## [Material provided]

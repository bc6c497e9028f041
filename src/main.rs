//! Iris - Inter-Process Messenger over POSIX Signals
//!
//! Arsitektur:
//! - One Bit per Signal: SIGUSR1 = 0, SIGUSR2 = 1
//! - Lock-Free: handler hanya push ke atomic event queue
//! - No-Allocation: semua buffer pre-allocated
//! - MSB-first framing dengan NUL terminator

use std::time::Instant;

use iris::core::EventQueue;
use iris::protocol::{BinaryEvent, BitEncoder, MessageAssembler};

fn main() {
    println!("🚀 Iris Signal Messenger - PoC v0.1");
    println!("===================================\n");

    // Benchmark Event Queue
    benchmark_event_queue();

    // Benchmark Bit Codec
    benchmark_codec();

    // In-memory loopback demo
    loopback_demo();

    println!("\n✅ All benchmarks complete!");
    println!("\nTo start server: cargo run --release --bin iris_server");
}

fn benchmark_event_queue() {
    println!("📊 Event Queue Benchmark (Lock-Free SPSC)");
    println!("-----------------------------------------");

    const ITERATIONS: usize = 1_000_000;
    let queue: EventQueue<65536> = EventQueue::new();

    // Warm up
    for i in 0..1000 {
        queue.push(event_for(i));
    }
    for _ in 0..1000 {
        queue.pop();
    }

    // Benchmark push
    let start = Instant::now();
    for i in 0..ITERATIONS {
        while !queue.push(event_for(i)) {
            queue.pop();
        }
    }
    let push_duration = start.elapsed();

    // Drain
    while queue.pop().is_some() {}

    // Benchmark pop
    for i in 0..ITERATIONS.min(65536) {
        queue.push(event_for(i));
    }

    let start = Instant::now();
    while queue.pop().is_some() {}
    let pop_duration = start.elapsed();

    let push_ns = push_duration.as_nanos() as f64 / ITERATIONS as f64;
    let pop_ns = pop_duration.as_nanos() as f64 / 65536.0;

    println!("  Operations: {}", ITERATIONS);
    println!(
        "  Push latency: {:.2} ns/op ({:.3} μs/op)",
        push_ns,
        push_ns / 1000.0
    );
    println!(
        "  Pop latency:  {:.2} ns/op ({:.3} μs/op)",
        pop_ns,
        pop_ns / 1000.0
    );
    println!(
        "  Throughput:   {:.2} M ops/sec\n",
        ITERATIONS as f64 / push_duration.as_secs_f64() / 1_000_000.0
    );
}

fn benchmark_codec() {
    println!("📊 Bit Codec Benchmark (Encode + Assemble)");
    println!("------------------------------------------");

    const ITERATIONS: usize = 100_000;
    let payload = [0x55u8; 64];
    let events: Vec<BinaryEvent> = BitEncoder::new(&payload[..]).collect();

    // Benchmark encode
    let start = Instant::now();
    let mut ones = 0usize;
    for _ in 0..ITERATIONS {
        for event in BitEncoder::new(&payload[..]) {
            ones += event.as_u8() as usize;
        }
    }
    let encode_duration = start.elapsed();

    // Benchmark assemble
    let mut assembler = MessageAssembler::new();
    let start = Instant::now();
    let mut lines = 0usize;
    for _ in 0..ITERATIONS {
        for &event in &events {
            if assembler.push(event).is_some() {
                lines += 1;
            }
        }
    }
    let assemble_duration = start.elapsed();

    let encode_ns = encode_duration.as_nanos() as f64 / ITERATIONS as f64;
    let assemble_ns = assemble_duration.as_nanos() as f64 / ITERATIONS as f64;

    println!("  Payload size: {} bytes ({} events/message)", payload.len(), events.len());
    println!("  Messages: {} (one bits seen: {}, lines out: {})", ITERATIONS, ones, lines);
    println!(
        "  Encode latency:   {:.2} ns/msg ({:.3} μs/msg)",
        encode_ns,
        encode_ns / 1000.0
    );
    println!(
        "  Assemble latency: {:.2} ns/msg ({:.3} μs/msg)",
        assemble_ns,
        assemble_ns / 1000.0
    );
    println!(
        "  Throughput:       {:.2} M msgs/sec\n",
        ITERATIONS as f64 / encode_duration.as_secs_f64() / 1_000_000.0
    );
}

fn loopback_demo() {
    println!("📊 In-Memory Loopback");
    println!("---------------------");

    let payload = b"Hi";
    let mut assembler = MessageAssembler::new();
    let mut output: Vec<Vec<u8>> = Vec::new();

    for event in BitEncoder::new(payload) {
        if let Some(line) = assembler.push(event) {
            output.push(line.to_vec());
        }
    }

    println!("  Sent:     {:?}", String::from_utf8_lossy(payload));
    for line in &output {
        println!("  Received: {:?}", String::from_utf8_lossy(line));
    }
    println!(
        "  Events:   {} ({} per byte plus terminator)",
        BitEncoder::event_count(payload),
        8
    );
}

#[inline(always)]
fn event_for(i: usize) -> BinaryEvent {
    if i & 1 == 0 {
        BinaryEvent::Zero
    } else {
        BinaryEvent::One
    }
}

## [What is needed]
All of the data above should be reproduced exactly, with nothing missing.

## [Answer to the exercise]
repository bc6c497e9028f041
filename src/main.rs
//! Iris - Inter-Process Messenger over POSIX Signals
//!
//! Arsitektur:
//! - One Bit per Signal: SIGUSR1 = 0, SIGUSR2 = 1
//! - Lock-Free: handler hanya push ke atomic event queue
//! - No-Allocation: semua buffer pre-allocated
//! - MSB-first framing dengan NUL terminator

use std::time::Instant;

use iris::core::EventQueue;
use iris::protocol::{BinaryEvent, BitEncoder, MessageAssembler};

fn main() {
    println!("🚀 Iris Signal Messenger - PoC v0.1");
    println!("===================================\n");

    // Benchmark Event Queue
    benchmark_event_queue();

    // Benchmark Bit Codec
    benchmark_codec();

    // In-memory loopback demo
    loopback_demo();

    println!("\n✅ All benchmarks complete!");
    println!("\nTo start server: cargo run --release --bin iris_server");
}

fn benchmark_event_queue() {
    println!("📊 Event Queue Benchmark (Lock-Free SPSC)");
    println!("-----------------------------------------");

    const ITERATIONS: usize = 1_000_000;
    let queue: EventQueue<65536> = EventQueue::new();

    // Warm up
    for i in 0..1000 {
        queue.push(event_for(i));
    }
    for _ in 0..1000 {
        queue.pop();
    }

    // Benchmark push
    let start = Instant::now();
    for i in 0..ITERATIONS {
        while !queue.push(event_for(i)) {
            queue.pop();
        }
    }
    let push_duration = start.elapsed();

    // Drain
    while queue.pop().is_some() {}

    // Benchmark pop
    for i in 0..ITERATIONS.min(65536) {
        queue.push(event_for(i));
    }

    let start = Instant::now();
    while queue.pop().is_some() {}
    let pop_duration = start.elapsed();

    let push_ns = push_duration.as_nanos() as f64 / ITERATIONS as f64;
    let pop_ns = pop_duration.as_nanos() as f64 / 65536.0;

    println!("  Operations: {}", ITERATIONS);
    println!(
        "  Push latency: {:.2} ns/op ({:.3} μs/op)",
        push_ns,
        push_ns / 1000.0
    );
    println!(
        "  Pop latency:  {:.2} ns/op ({:.3} μs/op)",
        pop_ns,
        pop_ns / 1000.0
    );
    println!(
        "  Throughput:   {:.2} M ops/sec\n",
        ITERATIONS as f64 / push_duration.as_secs_f64() / 1_000_000.0
    );
}

fn benchmark_codec() {
    println!("📊 Bit Codec Benchmark (Encode + Assemble)");
    println!("------------------------------------------");

    const ITERATIONS: usize = 100_000;
    let payload = [0x55u8; 64];
    let events: Vec<BinaryEvent> = BitEncoder::new(&payload[..]).collect();

    // Benchmark encode
    let start = Instant::now();
    let mut ones = 0usize;
    for _ in 0..ITERATIONS {
        for event in BitEncoder::new(&payload[..]) {
            ones += event.as_u8() as usize;
        }
    }
    let encode_duration = start.elapsed();

    // Benchmark assemble
    let mut assembler = MessageAssembler::new();
    let start = Instant::now();
    let mut lines = 0usize;
    for _ in 0..ITERATIONS {
        for &event in &events {
            if assembler.push(event).is_some() {
                lines += 1;
            }
        }
    }
    let assemble_duration = start.elapsed();

    let encode_ns = encode_duration.as_nanos() as f64 / ITERATIONS as f64;
    let assemble_ns = assemble_duration.as_nanos() as f64 / ITERATIONS as f64;

    println!("  Payload size: {} bytes ({} events/message)", payload.len(), events.len());
    println!("  Messages: {} (one bits seen: {}, lines out: {})", ITERATIONS, ones, lines);
    println!(
        "  Encode latency:   {:.2} ns/msg ({:.3} μs/msg)",
        encode_ns,
        encode_ns / 1000.0
    );
    println!(
        "  Assemble latency: {:.2} ns/msg ({:.3} μs/msg)",
        assemble_ns,
        assemble_ns / 1000.0
    );
    println!(
        "  Throughput:       {:.2} M msgs/sec\n",
        ITERATIONS as f64 / encode_duration.as_secs_f64() / 1_000_000.0
    );
}

fn loopback_demo() {
    println!("📊 In-Memory Loopback");
    println!("---------------------");

    let payload = b"Hi";
    let mut assembler = MessageAssembler::new();
    let mut output: Vec<Vec<u8>> = Vec::new();

    for event in BitEncoder::new(payload) {
        if let Some(line) = assembler.push(event) {
            output.push(line.to_vec());
        }
    }

    println!("  Sent:     {:?}", String::from_utf8_lossy(payload));
    for line in &output {
        println!("  Received: {:?}", String::from_utf8_lossy(line));
    }
    println!(
        "  Events:   {} ({} per byte plus terminator)",
        BitEncoder::event_count(payload),
        8
    );
}

#[inline(always)]
fn event_for(i: usize) -> BinaryEvent {
    if i & 1 == 0 {
        BinaryEvent::Zero
    } else {
        BinaryEvent::One
    }
}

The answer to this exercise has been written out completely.